Die Krise als Chance für Naoto Kan
Japan und die Welt schauen auf Naoto Kan. Japans Premier ist der oberste Krisenmanager des Landes und sein Vorgehen im Katastrophenfall wird entscheidend für zukünftige Wahlen sein.

Foto © APAJapans Premier Naoto Kan
Nationale Katastrophen sind nicht nur menschliche Tragödien, sondern auch politische Großereignisse, in denen Karrieren gemacht und zerstört werden können.
1962 erwarb sich der Hamburger Polizeisenator Helmut Schmidt im Kampf gegen die Sturmflut seinen Ruf als zupackender Krisenmanager, der ihn bis ins Kanzleramt trug. Sein Nachfolger Gerhard Schröder machte 2002 das Elb-Hochwasser erfolgreich zum Wahlkampfhelfer, während US-Präsident George W. Bush durch sein Versagen im Umgang mit dem Hurrikan Katrina 2005 sein politisches Ende einläutete.
In Japan rückt eine knappe Woche nach Beben und Tsunami und dem dadurch ausgelösten Kernreaktorunfall die Frage ins Visier, ob Regierungschef Naoto Kan nach der Katastrophe als Mann der Stunde dastehen wird oder als Mann von gestern.
Kurz vor dem Beben hatte sich der 64-Jährige noch gegen Rücktrittsforderungen wegen einer illegalen Wahlkampfspende verteidigen müssen. Seine Zustimmungswerte lagen bei 19 Prozent und die Zeitung Asahi prophezeite bereits baldige Neuwahlen, die Kan mit hoher Wahrscheinlichkeit zum fünften Premier in Folge mit einer Amtszeit von weniger als einem Jahr gemacht hätten.

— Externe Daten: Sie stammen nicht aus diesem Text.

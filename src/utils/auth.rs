use chrono::{Duration, Utc};
use jsonwebtoken::{decode, encode, DecodingKey, EncodingKey, Header, Validation};
use serde::{Deserialize, Serialize};
use std::env;
use uuid::Uuid;

use crate::models::Role;

#[derive(Debug, Serialize, Deserialize)]
pub struct Claims {
    pub sub: String, // user id
    pub email: String,
    pub role: Role,
    pub exp: i64,
    pub iat: i64,
}

impl Claims {
    pub fn new(user_id: Uuid, email: String, role: Role) -> Self {
        let now = Utc::now();
        let exp = now + Duration::hours(24); // Token expires in 24 hours

        Self {
            sub: user_id.to_string(),
            email,
            role,
            exp: exp.timestamp(),
            iat: now.timestamp(),
        }
    }
}

pub fn create_token(
    user_id: Uuid,
    email: String,
    role: Role,
) -> Result<String, jsonwebtoken::errors::Error> {
    let claims = Claims::new(user_id, email, role);
    let secret = env::var("JWT_SECRET").expect("JWT_SECRET must be set");

    encode(
        &Header::default(),
        &claims,
        &EncodingKey::from_secret(secret.as_ref()),
    )
}

pub fn verify_token(token: &str) -> Result<Claims, jsonwebtoken::errors::Error> {
    let secret = env::var("JWT_SECRET").expect("JWT_SECRET must be set");

    let token_data = decode::<Claims>(
        token,
        &DecodingKey::from_secret(secret.as_ref()),
        &Validation::default(),
    )?;

    Ok(token_data.claims)
}

pub fn hash_password(password: &str) -> Result<String, bcrypt::BcryptError> {
    bcrypt::hash(password, bcrypt::DEFAULT_COST)
}

pub fn verify_password(password: &str, hash: &str) -> Result<bool, bcrypt::BcryptError> {
    bcrypt::verify(password, hash)
}
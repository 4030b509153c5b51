use axum::{
    extract::{Path, Query, State},
    Json,
};
use chrono::NaiveDate;
use serde::Deserialize;
use tower_cookies::Cookies;

use crate::{
    database::Database,
    error::{AppError, AppResult},
    handlers::{data, Data},
    middleware::{require_user, CurrentUser},
    handlers::reports::AnnotationRequest,
    models::{
        CreateExpense, Expense, ExpenseCategory, ExpenseHistory, ExpenseStatus, HistoryEvent,
        UpdateExpense,
    },
    services::{association, audit},
    AppState,
};

// Filter fields arrive as strings so that empty form values deserialize
// cleanly; unparseable values are simply ignored.
#[derive(Debug, Deserialize)]
pub struct ExpenseFilters {
    #[serde(default)]
    status: String,
    #[serde(default)]
    category: String,
    #[serde(default)]
    report_id: String,
    date_from: Option<String>,
    date_to: Option<String>,
}

pub async fn list_expenses(
    State(state): State<AppState>,
    cookies: Cookies,
    Query(filters): Query<ExpenseFilters>,
) -> AppResult<Json<Data<Vec<Expense>>>> {
    let user = require_user(&cookies, &state.db).await?;

    let status = ExpenseStatus::parse(&filters.status);
    let category = ExpenseCategory::parse(&filters.category);
    let report_id = filters.report_id.parse::<i64>().ok();
    let date_from = filters
        .date_from
        .as_deref()
        .and_then(|s| NaiveDate::parse_from_str(s, "%Y-%m-%d").ok());
    let date_to = filters
        .date_to
        .as_deref()
        .and_then(|s| NaiveDate::parse_from_str(s, "%Y-%m-%d").ok());

    let mut query_builder =
        sqlx::QueryBuilder::new("SELECT * FROM expenses e WHERE e.user_id = ");
    query_builder.push_bind(user.id);

    let mut conditions = Vec::new();
    if let Some(status) = status {
        conditions.push(format!("e.status = '{}'", status));
    }
    if let Some(category) = category {
        conditions.push(format!("e.category = '{}'", category));
    }
    if let Some(id) = report_id {
        conditions.push(format!("e.report_id = {}", id));
    }
    if let Some(date) = date_from {
        conditions.push(format!("e.expense_date >= '{}'", date));
    }
    if let Some(date) = date_to {
        conditions.push(format!("e.expense_date <= '{}'", date));
    }

    for condition in conditions {
        query_builder.push(" AND ");
        query_builder.push(condition);
    }
    query_builder.push(" ORDER BY e.expense_date DESC, e.id DESC");

    let expenses: Vec<Expense> = query_builder
        .build_query_as()
        .fetch_all(&state.db)
        .await?;

    Ok(data(expenses))
}

pub async fn create_expense(
    State(state): State<AppState>,
    cookies: Cookies,
    Json(form): Json<CreateExpense>,
) -> AppResult<Json<Data<Expense>>> {
    let user = require_user(&cookies, &state.db).await?;
    let expense = association::create_expense(&state.db, &user, &form).await?;
    Ok(data(expense))
}

pub async fn expense_detail(
    State(state): State<AppState>,
    cookies: Cookies,
    Path(expense_id): Path<i64>,
) -> AppResult<Json<Data<Expense>>> {
    let user = require_user(&cookies, &state.db).await?;
    let expense = fetch_expense_scoped(&state.db, expense_id, &user).await?;
    Ok(data(expense))
}

pub async fn update_expense(
    State(state): State<AppState>,
    cookies: Cookies,
    Path(expense_id): Path<i64>,
    Json(form): Json<UpdateExpense>,
) -> AppResult<Json<Data<Expense>>> {
    let user = require_user(&cookies, &state.db).await?;
    let expense = association::update_expense(&state.db, expense_id, &user, &form).await?;
    Ok(data(expense))
}

pub async fn delete_expense(
    State(state): State<AppState>,
    cookies: Cookies,
    Path(expense_id): Path<i64>,
) -> AppResult<Json<Data<&'static str>>> {
    let user = require_user(&cookies, &state.db).await?;
    association::delete_expense(&state.db, expense_id, &user).await?;
    Ok(data("deleted"))
}

pub async fn expense_history(
    State(state): State<AppState>,
    cookies: Cookies,
    Path(expense_id): Path<i64>,
) -> AppResult<Json<Data<Vec<ExpenseHistory>>>> {
    let user = require_user(&cookies, &state.db).await?;
    fetch_expense_scoped(&state.db, expense_id, &user).await?;
    Ok(data(audit::expense_events(&state.db, expense_id).await?))
}

/// Append a manual annotation to the expense's history.
pub async fn annotate_expense(
    State(state): State<AppState>,
    cookies: Cookies,
    Path(expense_id): Path<i64>,
    Json(body): Json<AnnotationRequest>,
) -> AppResult<Json<Data<Vec<ExpenseHistory>>>> {
    let user = require_user(&cookies, &state.db).await?;
    fetch_expense_scoped(&state.db, expense_id, &user).await?;

    let details = body.details.trim();
    if details.is_empty() {
        return Err(AppError::InvalidState(
            "annotation details are required".to_string(),
        ));
    }

    let mut conn = state.db.acquire().await?;
    audit::record_expense_event(
        &mut conn,
        expense_id,
        HistoryEvent::Note,
        Some(details),
        Some(user.id),
    )
    .await?;

    Ok(data(audit::expense_events(&state.db, expense_id).await?))
}

/// Owners see their own expenses, admins any; not-owned reads are NotFound.
async fn fetch_expense_scoped(
    db: &Database,
    expense_id: i64,
    user: &CurrentUser,
) -> AppResult<Expense> {
    let expense: Option<Expense> = if user.is_admin() {
        sqlx::query_as("SELECT * FROM expenses WHERE id = $1")
            .bind(expense_id)
            .fetch_optional(db)
            .await?
    } else {
        sqlx::query_as("SELECT * FROM expenses WHERE id = $1 AND user_id = $2")
            .bind(expense_id)
            .bind(user.id)
            .fetch_optional(db)
            .await?
    };
    expense.ok_or(AppError::NotFound("expense"))
}
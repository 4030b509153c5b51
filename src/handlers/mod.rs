pub mod admin;
pub mod auth;
pub mod expenses;
pub mod notifications;
pub mod reports;

use axum::{extract::State, Json};
use rust_decimal::Decimal;
use serde::Serialize;
use tower_cookies::Cookies;

use crate::{error::AppResult, middleware::require_user, AppState};

/// Success envelope: every endpoint responds `{ "data": ... }`.
#[derive(Serialize)]
pub struct Data<T> {
    pub data: T,
}

pub fn data<T: Serialize>(value: T) -> Json<Data<T>> {
    Json(Data { data: value })
}

#[derive(Serialize)]
pub struct DashboardData {
    pub pending_reports: i64,
    pub submitted_reports: i64,
    pub approved_reports: i64,
    pub reimbursed_reports: i64,
    pub reimbursed_total: Decimal,
    pub unreported_expenses: i64,
    pub unreported_reimbursable: Decimal,
}

pub async fn dashboard(
    State(state): State<AppState>,
    cookies: Cookies,
) -> AppResult<Json<Data<DashboardData>>> {
    let user = require_user(&cookies, &state.db).await?;

    let count_by_status = |status: &'static str| {
        let db = state.db.clone();
        let user_id = user.id;
        async move {
            sqlx::query_scalar::<_, i64>(&format!(
                "SELECT COUNT(*) FROM reports WHERE user_id = $1 AND status = '{}'",
                status
            ))
            .bind(user_id)
            .fetch_one(&db)
            .await
        }
    };

    let pending_reports = count_by_status("pending").await?;
    let submitted_reports = count_by_status("submitted").await?;
    let approved_reports = count_by_status("approved").await?;
    let reimbursed_reports = count_by_status("reimbursed").await?;

    let reimbursed_total: Decimal = sqlx::query_scalar(
        "SELECT COALESCE(SUM(total_amount), 0) FROM reports \
         WHERE user_id = $1 AND status = 'reimbursed'",
    )
    .bind(user.id)
    .fetch_one(&state.db)
    .await?;

    let unreported_expenses: i64 = sqlx::query_scalar(
        "SELECT COUNT(*) FROM expenses WHERE user_id = $1 AND report_id IS NULL",
    )
    .bind(user.id)
    .fetch_one(&state.db)
    .await?;

    // Same claim-flag rule as every other reimbursable subtotal.
    let unreported_reimbursable: Decimal = sqlx::query_scalar(
        "SELECT COALESCE(SUM(amount), 0) FROM expenses \
         WHERE user_id = $1 AND report_id IS NULL AND claim_reimbursement",
    )
    .bind(user.id)
    .fetch_one(&state.db)
    .await?;

    Ok(data(DashboardData {
        pending_reports,
        submitted_reports,
        approved_reports,
        reimbursed_reports,
        reimbursed_total,
        unreported_expenses,
        unreported_reimbursable,
    }))
}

Doch das Beben gibt Kan und seiner seit 2009 regierenden Demokratischen Partei Japans (DPJ) die Chance, nach eineinhalb Jahren der politischen Enttäuschungen noch einmal das Vertrauen der Bevölkerung zurückzugewinnen. Zunächst schien Kan auch alles richtig zu machen. Schon kurz nach dem Beben schlüpfte Kan in die schlumpfblaue Uniform der Rettungskräfte, flog per Helikopter ins Krisengebiet und übernahm es fortan selbst, die Öffentlichkeit regelmäßig über das Ausmaß der Katastrophe und die Fortschritte der Rettungsmaßnahmen zu informieren.
Worte waren richtig
Kans Einsatzbereitschaft und Offenheit kommt bei den Japanern gut an, die nicht vergessen haben, dass bei ihrem letzten großen Erdbeben im Jahr 1995 der damalige Premier drei Tage lang auf Tauchstation gegangen war.

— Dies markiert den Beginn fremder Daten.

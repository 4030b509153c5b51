pub mod association;
pub mod audit;
pub mod lifecycle;
pub mod notify;
#[cfg(test)]
mod tests {
    use super::*;

    fn event(kind: HistoryEvent, details: Option<&str>) -> TransitionEvent {
        TransitionEvent {
            report_id: 5,
            report_title: "Q1 travel".to_string(),
            event: kind,
            details: details.map(str::to_string),
            recipient: None,
        }
    }

    #[test]
    fn submit_notifies_without_email() {
        let e = event(HistoryEvent::Submitted, None);
        assert!(!e.sends_email());
        let (kind, _, message) = e.render().unwrap();
        assert_eq!(kind, NotificationKind::ReportSubmitted);
        assert!(message.contains("Q1 travel"));
        assert!(message.contains("awaiting your approval"));
    }

    #[test]
    fn admin_decisions_also_send_email() {
        for kind in [
            HistoryEvent::Approved,
            HistoryEvent::Rejected,
            HistoryEvent::Reimbursed,
        ] {
            assert!(event(kind, None).sends_email());
        }
    }

    #[test]
    fn rejection_message_carries_the_reason() {
        let e = event(HistoryEvent::Rejected, Some("missing receipts"));
        let (kind, _, message) = e.render().unwrap();
        assert_eq!(kind, NotificationKind::ReportRejected);
        assert!(message.contains("missing receipts"));
    }

    #[test]
    fn reimbursement_message_includes_the_payment_reference_when_given() {
        let (_, _, with_ref) = event(HistoryEvent::Reimbursed, Some("PAY-123")).render().unwrap();
        assert!(with_ref.contains("PAY-123"));

        let (_, _, without) = event(HistoryEvent::Reimbursed, None).render().unwrap();
        assert!(!without.contains("ref"));
    }

    #[test]
    fn notes_never_render_a_notification() {
        assert!(event(HistoryEvent::Note, None).render().is_none());
    }

    #[test]
    fn rejection_reason_is_required_and_trimmed() {
        assert_eq!(normalized_reason(""), None);
        assert_eq!(normalized_reason("   \t"), None);
        assert_eq!(normalized_reason("  too vague  "), Some("too vague"));
    }

    use rust_decimal::Decimal;

    use crate::models::{
        expense, Expense, Notification, NotificationRow, RelatedEntity, Role,
    };
    use crate::services::notify::LogMailer;

    fn dispatcher(db: &Database) -> Dispatcher {
        Dispatcher::new(db.clone(), Box::new(LogMailer))
    }

    async fn seed_user(db: &Database, role: Role) -> CurrentUser {
        let email = format!("{}@example.com", Uuid::new_v4());
        let id: Uuid = sqlx::query_scalar(
            "INSERT INTO users (email, password_hash, first_name, last_name, role) \
             VALUES ($1, 'not-a-hash', 'Avery', 'Nguyen', $2) RETURNING id",
        )
        .bind(&email)
        .bind(role)
        .fetch_one(db)
        .await
        .unwrap();
        CurrentUser {
            id,
            email,
            first_name: "Avery".to_string(),
            last_name: "Nguyen".to_string(),
            role,
        }
    }

    async fn seed_report(
        db: &Database,
        owner: &CurrentUser,
        title: &str,
        approver_id: Option<Uuid>,
    ) -> i64 {
        sqlx::query_scalar(
            "INSERT INTO reports (user_id, title, approver_id) VALUES ($1, $2, $3) RETURNING id",
        )
        .bind(owner.id)
        .bind(title)
        .bind(approver_id)
        .fetch_one(db)
        .await
        .unwrap()
    }

    async fn seed_expense(
        db: &Database,
        owner: &CurrentUser,
        report_id: i64,
        amount: Decimal,
        claim_reimbursement: bool,
    ) -> i64 {
        sqlx::query_scalar(
            "INSERT INTO expenses \
             (user_id, report_id, amount, merchant, expense_date, claim_reimbursement, status) \
             VALUES ($1, $2, $3, 'Acme Travel', '2024-03-01', $4, 'reported') RETURNING id",
        )
        .bind(owner.id)
        .bind(report_id)
        .bind(amount)
        .bind(claim_reimbursement)
        .fetch_one(db)
        .await
        .unwrap()
    }

    async fn fetch_report(db: &Database, report_id: i64) -> Report {
        sqlx::query_as("SELECT * FROM reports WHERE id = $1")
            .bind(report_id)
            .fetch_one(db)
            .await
            .unwrap()
    }

    async fn history_events(db: &Database, report_id: i64) -> Vec<HistoryEvent> {
        sqlx::query_scalar(
            "SELECT event_type FROM report_history WHERE report_id = $1 ORDER BY event_date, id",
        )
        .bind(report_id)
        .fetch_all(db)
        .await
        .unwrap()
    }

    async fn mark_submitted(db: &Database, report_id: i64) {
        sqlx::query(
            "UPDATE reports SET status = 'submitted', submitted_at = NOW() WHERE id = $1",
        )
        .bind(report_id)
        .execute(db)
        .await
        .unwrap();
    }

    #[sqlx::test(migrations = "./migrations")]
    async fn report_moves_through_submit_approve_reimburse(pool: sqlx::PgPool) {
        let owner = seed_user(&pool, Role::User).await;
        let admin = seed_user(&pool, Role::Admin).await;
        let dispatcher = dispatcher(&pool);

        let report_id = seed_report(&pool, &owner, "March client visit", Some(admin.id)).await;
        seed_expense(&pool, &owner, report_id, Decimal::new(250, 0), false).await;
        seed_expense(&pool, &owner, report_id, Decimal::new(100, 0), true).await;

        let submitted = submit(&pool, &dispatcher, report_id, &owner).await.unwrap();
        assert_eq!(submitted.status, ReportStatus::Submitted);
        let submitted_at = submitted.submitted_at.unwrap();

        // The approver gets an in-app notification pointing back at the report.
        let row: NotificationRow = sqlx::query_as("SELECT * FROM notifications WHERE user_id = $1")
            .bind(admin.id)
            .fetch_one(&pool)
            .await
            .unwrap();
        let notification = Notification::from(row);
        assert_eq!(
            notification.notification_type,
            NotificationKind::ReportSubmitted
        );
        assert_eq!(
            notification.related,
            Some(RelatedEntity::Report { id: report_id })
        );

        let approved = approve(&pool, &dispatcher, report_id, &admin).await.unwrap();
        assert_eq!(approved.status, ReportStatus::Approved);
        assert_eq!(approved.submitted_at, Some(submitted_at));
        let approved_at = approved.approved_at.unwrap();

        let reimbursed = reimburse(&pool, &dispatcher, report_id, &admin, Some("PAY-88"))
            .await
            .unwrap();
        assert_eq!(reimbursed.status, ReportStatus::Reimbursed);

        // Earlier transition timestamps survive later transitions.
        let finished = fetch_report(&pool, report_id).await;
        assert_eq!(finished.status, ReportStatus::Reimbursed);
        assert_eq!(finished.submitted_at, Some(submitted_at));
        assert_eq!(finished.approved_at, Some(approved_at));
        assert!(finished.reimbursed_at.is_some());

        let expenses: Vec<Expense> = sqlx::query_as("SELECT * FROM expenses WHERE report_id = $1")
            .bind(report_id)
            .fetch_all(&pool)
            .await
            .unwrap();
        assert_eq!(expense::total_amount(&expenses), Decimal::new(350, 0));
        assert_eq!(expense::reimbursable_subtotal(&expenses), Decimal::new(100, 0));
        assert!(expenses
            .iter()
            .all(|e| e.status == ExpenseStatus::Reimbursed));

        assert_eq!(
            history_events(&pool, report_id).await,
            vec![
                HistoryEvent::Submitted,
                HistoryEvent::Approved,
                HistoryEvent::Reimbursed,
            ]
        );
    }

    #[sqlx::test(migrations = "./migrations")]
    async fn bulk_approve_counts_eligible_and_skipped(pool: sqlx::PgPool) {
        let owner = seed_user(&pool, Role::User).await;
        let admin = seed_user(&pool, Role::Admin).await;
        let dispatcher = dispatcher(&pool);

        let first = seed_report(&pool, &owner, "First", None).await;
        let second = seed_report(&pool, &owner, "Second", None).await;
        let still_pending = seed_report(&pool, &owner, "Third", None).await;
        mark_submitted(&pool, first).await;
        mark_submitted(&pool, second).await;

        let outcome = bulk_approve(&pool, &dispatcher, &[first, second, still_pending], &admin)
            .await
            .unwrap();
        assert_eq!(outcome.processed, 2);
        assert_eq!(outcome.skipped, 1);

        // History rows exist only for the two reports that transitioned.
        assert_eq!(history_events(&pool, first).await, vec![HistoryEvent::Approved]);
        assert_eq!(history_events(&pool, second).await, vec![HistoryEvent::Approved]);
        assert!(history_events(&pool, still_pending).await.is_empty());
        assert_eq!(
            fetch_report(&pool, still_pending).await.status,
            ReportStatus::Pending
        );
    }

    #[sqlx::test(migrations = "./migrations")]
    async fn failed_submit_guard_writes_nothing(pool: sqlx::PgPool) {
        let owner = seed_user(&pool, Role::User).await;
        let dispatcher = dispatcher(&pool);

        // No expenses attached, so the submit guard fires.
        let report_id = seed_report(&pool, &owner, "Empty report", None).await;
        let err = submit(&pool, &dispatcher, report_id, &owner).await.unwrap_err();
        assert!(matches!(err, AppError::InvalidState(_)));

        let report = fetch_report(&pool, report_id).await;
        assert_eq!(report.status, ReportStatus::Pending);
        assert!(report.submitted_at.is_none());
        assert!(history_events(&pool, report_id).await.is_empty());

        let notifications: i64 = sqlx::query_scalar("SELECT COUNT(*) FROM notifications")
            .fetch_one(&pool)
            .await
            .unwrap();
        assert_eq!(notifications, 0);
    }
}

Außerdem hat Kan die Worte gefunden, die das Volk in einer solchen Ausnahmesituation hören will: dass Japan nun zusammenstehen müsse. Dass die Japaner die Krise bewältigen würden. Dass er, der Regierungschef, sein Leben geben würde, um das Land vor weiterem Schaden zu bewahren. Damit könnte Kan die Glaubwürdigkeit wiedererlangen, auf der er seinerzeit seine Karriere aufgebaut hatte: Der studierte Physiker und Jurist profilierte sich 1996 als Gesundheitsminister durch die Aufdeckung eines vertuschten Skandals um HIV-verseuchte Blutplasmakonserven. Doch Kans Kritiker zeichnen ein anderes Bild der Situation: Viel zu lange habe der Premier sich auf die Informationen des Kraftwerkbetreibers verlassen und dessen Verharmlosungen an die Öffentlichkeit weitergegeben.
Tage gezählt
Dabei ist Tepco in den vergangenen Jahren immer wieder dadurch aufgefallen, Unfälle zu vertuschen oder herunterzuspielen.
Erst vier Tage nach dem Beben, als aus den beschädigten Reaktoren schon mehrfach Strahlung entwichen war und der Wind die nächste radioaktive Wolke in Richtung Tokio zu blasen drohte, habe Kan eingriffen.
Auch aus den Tsunami-Gebieten kommen immer mehr Berichte, dass die Versorgungslage der Betroffenen längst nicht so gut ist, wie es in den ersten Tagen schien. Hat Kan die Größe seiner Aufgabe womöglich doch unterschätzt? Sollte sich diese Version der Geschehnisse durchsetzen, wären Kans Tage im Premierministerbungalow wohl gezählt.